At the current sales pace, it would take two months to exhaust this supply. One year ago, there was a three-month supply, which is also considered low.
That tight supply continues to fuel home prices, which were 15.8% higher in February year over year. The median price of an existing home sold during the month was $313,000. That is the highest February price on record. Prices are rising due to bidding wars for homes, but the median was also skewed higher because more sales are occurring on the higher end of the market.
Sales of homes priced above $1 million were 81% higher compared with a year ago.
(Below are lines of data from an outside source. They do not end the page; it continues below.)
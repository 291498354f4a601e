use thiserror::Error;

/// Error type shared across schemafs crates.
#[derive(Debug, Error)]
pub enum Error {
    /// Filesystem failure while reading or writing the schema directory.
    #[error("io error: {0}")]
    Io(#[from] std::io::Error),
    /// Statement or query failure reported by the executor.
    #[error("database error: {0}")]
    Db(String),
    /// A column default looks like a serial sequence but its type has no serial shorthand.
    #[error("serial mapping not found for {data_type} ({table}.{column})")]
    SerialMapping {
        table: String,
        column: String,
        data_type: String,
    },
    /// A file failed again before any other file could be replayed.
    #[error("error processing file {file}: {message}")]
    Restore { file: String, message: String },
    /// A catalog row could not be turned into a typed record.
    #[error("invalid catalog record: {0}")]
    InvalidRecord(String),
}

/// Convenience alias for results returned by schemafs crates.
pub type Result<T> = std::result::Result<T, Error>;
Houses priced between $100,000 and $250,000 fell 11%.
"The fact that even with the decline in sales, the days on the market are swift, and prices rising," said Lawrence Yun, chief economist for the Realtors. "This is implying that it is not due to demand disappearing from the market, it is really lack of supply."
Homes are also selling at the fastest pace on record. The average days on market fell to just 20.
Buyers in February were also facing higher mortgage rates than they did at the end of last year, which cut into their purchasing power. The average rate on the 30-year fixed mortgage wavered around 2.8% in January, according to Mortgage News Daily. It then began to rise steadily in February, hitting 3.27% by the end of the month. Those closing on homes in February, however, would likely have locked in their rates in January.
"Already this year, the monthly cost of a $300,000 loan is up $70," said Danielle Hale, chief economist at realtor.com. "Looking ahead, the large and still growing cohort of consumers reaching prime home buying age will keep interest high, but whether shoppers can translate that desire into ownership will depend on whether shopper incomes rise along with economic growth, buyers are willing to let housing costs take up a bigger share of their monthly budgets, or whether more homes for sale help stem the pace of home price increases."
Homebuilders continue to face headwinds to faster production, such as higher costs for land, labor and materials, as well as supply chain delays. Single-family housing starts were lower in February than expected, but some of that could be related to harsh winter weather in the South.
Regionally, existing home sales fell 11.5% month to month in the Northeast. They fell 14.4% in the Midwest, and were 6.1% lower in the South. The West was the only region to see a monthly gain of 4.6%.